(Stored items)
//! Repository traits and their SQLite / in-memory implementations
//!
//! The crawl service and the matcher only see the traits, so the pipeline
//! can run against SQLite in production and against [`MemoryStore`] in
//! tests.
//!
//! ```text
//! ┌──────────────────────────────────────────────┐
//! │      CrawlerService / KeywordMatcher         │
//! └──────────────────────────────────────────────┘
//!                       │
//!                       ▼
//! ┌──────────────────────────────────────────────┐
//! │          NewsSink, KeywordStore              │
//! └──────────────────────────────────────────────┘
//!              │                    │
//!              ▼                    ▼
//!     ┌─────────────────┐  ┌─────────────────┐
//!     │   SqliteStore   │  │   MemoryStore   │
//!     └─────────────────┘  └─────────────────┘
//! ```

use std::collections::HashMap;
use std::path::Path;
use std::sync::{Mutex, MutexGuard, RwLock};

use anyhow::{anyhow, Context, Result};
use async_trait::async_trait;
use chrono::{DateTime, Utc};
use rusqlite::{params, Connection, OptionalExtension};

use crate::models::{KeywordGroup, NewsItem, NewsMatchData};

// ============================================================================
// Repository Traits
// ============================================================================

/// Read side of keyword configuration
#[async_trait]
pub trait KeywordStore: Send + Sync {
    /// All keyword groups, enabled or not
    async fn load_keyword_groups(&self) -> Result<Vec<KeywordGroup>>;
}

/// Persistence boundary for crawled items and their match history
#[async_trait]
pub trait NewsSink: Send + Sync {
    /// Upsert items keyed by (platform, title, day); returns rows written
    async fn save_items(&self, platform_id: &str, items: &[NewsItem]) -> Result<usize>;

    /// Record one matched appearance and return the item's full history
    async fn record_match(
        &self,
        platform_id: &str,
        item: &NewsItem,
        group_id: i64,
    ) -> Result<NewsMatchData>;

    /// Store the latest weight of a matched item
    async fn update_weight(
        &self,
        platform_id: &str,
        title: &str,
        group_id: i64,
        weight: f64,
    ) -> Result<()>;
}

/// Day bucket of an item: its publication date, or today
fn day_of(item: &NewsItem, now: DateTime<Utc>) -> String {
    item.published_at
        .as_deref()
        .and_then(|p| DateTime::parse_from_rfc3339(p).ok())
        .map(|dt| dt.with_timezone(&Utc).format("%Y-%m-%d").to_string())
        .unwrap_or_else(|| now.format("%Y-%m-%d").to_string())
}

// ============================================================================
// SQLite Implementation
// ============================================================================

/// SQLite implementation of both stores
///
/// Uses `Mutex` to ensure thread-safety for the SQLite connection.
pub struct SqliteStore {
    conn: Mutex<Connection>,
}

impl SqliteStore {
    /// Open (or create) a database file
    pub fn new(path: impl AsRef<Path>) -> Result<Self> {
        let path = path.as_ref();

        // Create parent directory if needed
        if let Some(parent) = path.parent().filter(|p| !p.as_os_str().is_empty()) {
            std::fs::create_dir_all(parent)?;
        }

        let conn = Connection::open(path).context("Failed to open SQLite database")?;

        // Enable WAL mode for better concurrency
        conn.execute_batch("PRAGMA journal_mode=WAL; PRAGMA synchronous=NORMAL;")?;

        let store = Self {
            conn: Mutex::new(conn),
        };
        store.create_schema()?;

        tracing::info!(path = %path.display(), "SQLite store initialized");
        Ok(store)
    }

    /// Create in-memory store (for testing)
    pub fn in_memory() -> Result<Self> {
        let conn = Connection::open_in_memory().context("Failed to create in-memory SQLite")?;
        let store = Self {
            conn: Mutex::new(conn),
        };
        store.create_schema()?;
        Ok(store)
    }

    fn lock(&self) -> Result<MutexGuard<'_, Connection>> {
        self.conn
            .lock()
            .map_err(|_| anyhow!("SQLite connection lock poisoned"))
    }

    /// Create database schema
    fn create_schema(&self) -> Result<()> {
        let conn = self.lock()?;
        conn.execute_batch(
            r#"
                CREATE TABLE IF NOT EXISTS news_items (
                    id INTEGER PRIMARY KEY AUTOINCREMENT,
                    platform_id TEXT NOT NULL,
                    title TEXT NOT NULL,
                    day TEXT NOT NULL,
                    url TEXT,
                    mobile_url TEXT,
                    content TEXT,
                    published_at TEXT,
                    rank INTEGER NOT NULL,
                    first_seen TEXT NOT NULL,
                    last_seen TEXT NOT NULL,
                    UNIQUE(platform_id, title, day)
                );

                CREATE TABLE IF NOT EXISTS keyword_groups (
                    id INTEGER PRIMARY KEY AUTOINCREMENT,
                    name TEXT NOT NULL,
                    words TEXT NOT NULL DEFAULT '[]',
                    required_words TEXT NOT NULL DEFAULT '[]',
                    excluded_words TEXT NOT NULL DEFAULT '[]',
                    priority INTEGER NOT NULL DEFAULT 0,
                    enabled INTEGER NOT NULL DEFAULT 1
                );

                CREATE TABLE IF NOT EXISTS match_appearances (
                    id INTEGER PRIMARY KEY AUTOINCREMENT,
                    platform_id TEXT NOT NULL,
                    title TEXT NOT NULL,
                    group_id INTEGER NOT NULL,
                    rank INTEGER NOT NULL,
                    seen_at TEXT NOT NULL
                );

                CREATE INDEX IF NOT EXISTS idx_match_appearances_item
                    ON match_appearances(platform_id, title, group_id);

                CREATE TABLE IF NOT EXISTS match_weights (
                    platform_id TEXT NOT NULL,
                    title TEXT NOT NULL,
                    group_id INTEGER NOT NULL,
                    weight REAL NOT NULL,
                    updated_at TEXT NOT NULL,
                    PRIMARY KEY (platform_id, title, group_id)
                );
                "#,
        )
        .context("Failed to create SQLite schema")?;

        Ok(())
    }

    /// Insert a keyword group, returning its new id
    pub fn insert_keyword_group(&self, group: &KeywordGroup) -> Result<i64> {
        let conn = self.lock()?;
        conn.execute(
            r#"
                INSERT INTO keyword_groups (name, words, required_words, excluded_words, priority, enabled)
                VALUES (?1, ?2, ?3, ?4, ?5, ?6)
                "#,
            params![
                group.name,
                serde_json::to_string(&group.words)?,
                serde_json::to_string(&group.required_words)?,
                serde_json::to_string(&group.excluded_words)?,
                group.priority,
                group.enabled,
            ],
        )
        .context("Failed to insert keyword group")?;
        Ok(conn.last_insert_rowid())
    }

    /// Stored weight of a matched item
    pub fn weight_of(&self, platform_id: &str, title: &str, group_id: i64) -> Result<Option<f64>> {
        let conn = self.lock()?;
        let weight = conn
            .query_row(
                "SELECT weight FROM match_weights WHERE platform_id = ?1 AND title = ?2 AND group_id = ?3",
                params![platform_id, title, group_id],
                |row| row.get(0),
            )
            .optional()
            .context("Failed to load weight")?;
        Ok(weight)
    }

    /// Number of stored items for a platform
    pub fn count_items(&self, platform_id: &str) -> Result<usize> {
        let conn = self.lock()?;
        let count: i64 = conn.query_row(
            "SELECT COUNT(*) FROM news_items WHERE platform_id = ?1",
            params![platform_id],
            |row| row.get(0),
        )?;
        Ok(count as usize)
    }
}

**REQUIRED ACTION:** Only one stretch of the data above is needed. Restate it word for word, from the line containing "name TEXT NOT" through the line containing "INSERT INTO keyword_groups", both ends included.

**REPLY:**
                    name TEXT NOT NULL,
                    words TEXT NOT NULL DEFAULT '[]',
                    required_words TEXT NOT NULL DEFAULT '[]',
                    excluded_words TEXT NOT NULL DEFAULT '[]',
                    priority INTEGER NOT NULL DEFAULT 0,
                    enabled INTEGER NOT NULL DEFAULT 1
                );

                CREATE TABLE IF NOT EXISTS match_appearances (
                    id INTEGER PRIMARY KEY AUTOINCREMENT,
                    platform_id TEXT NOT NULL,
                    title TEXT NOT NULL,
                    group_id INTEGER NOT NULL,
                    rank INTEGER NOT NULL,
                    seen_at TEXT NOT NULL
                );

                CREATE INDEX IF NOT EXISTS idx_match_appearances_item
                    ON match_appearances(platform_id, title, group_id);

                CREATE TABLE IF NOT EXISTS match_weights (
                    platform_id TEXT NOT NULL,
                    title TEXT NOT NULL,
                    group_id INTEGER NOT NULL,
                    weight REAL NOT NULL,
                    updated_at TEXT NOT NULL,
                    PRIMARY KEY (platform_id, title, group_id)
                );
                "#,
        )
        .context("Failed to create SQLite schema")?;

        Ok(())
    }

    /// Insert a keyword group, returning its new id
    pub fn insert_keyword_group(&self, group: &KeywordGroup) -> Result<i64> {
        let conn = self.lock()?;
        conn.execute(
            r#"
                INSERT INTO keyword_groups (name, words, required_words, excluded_words, priority, enabled)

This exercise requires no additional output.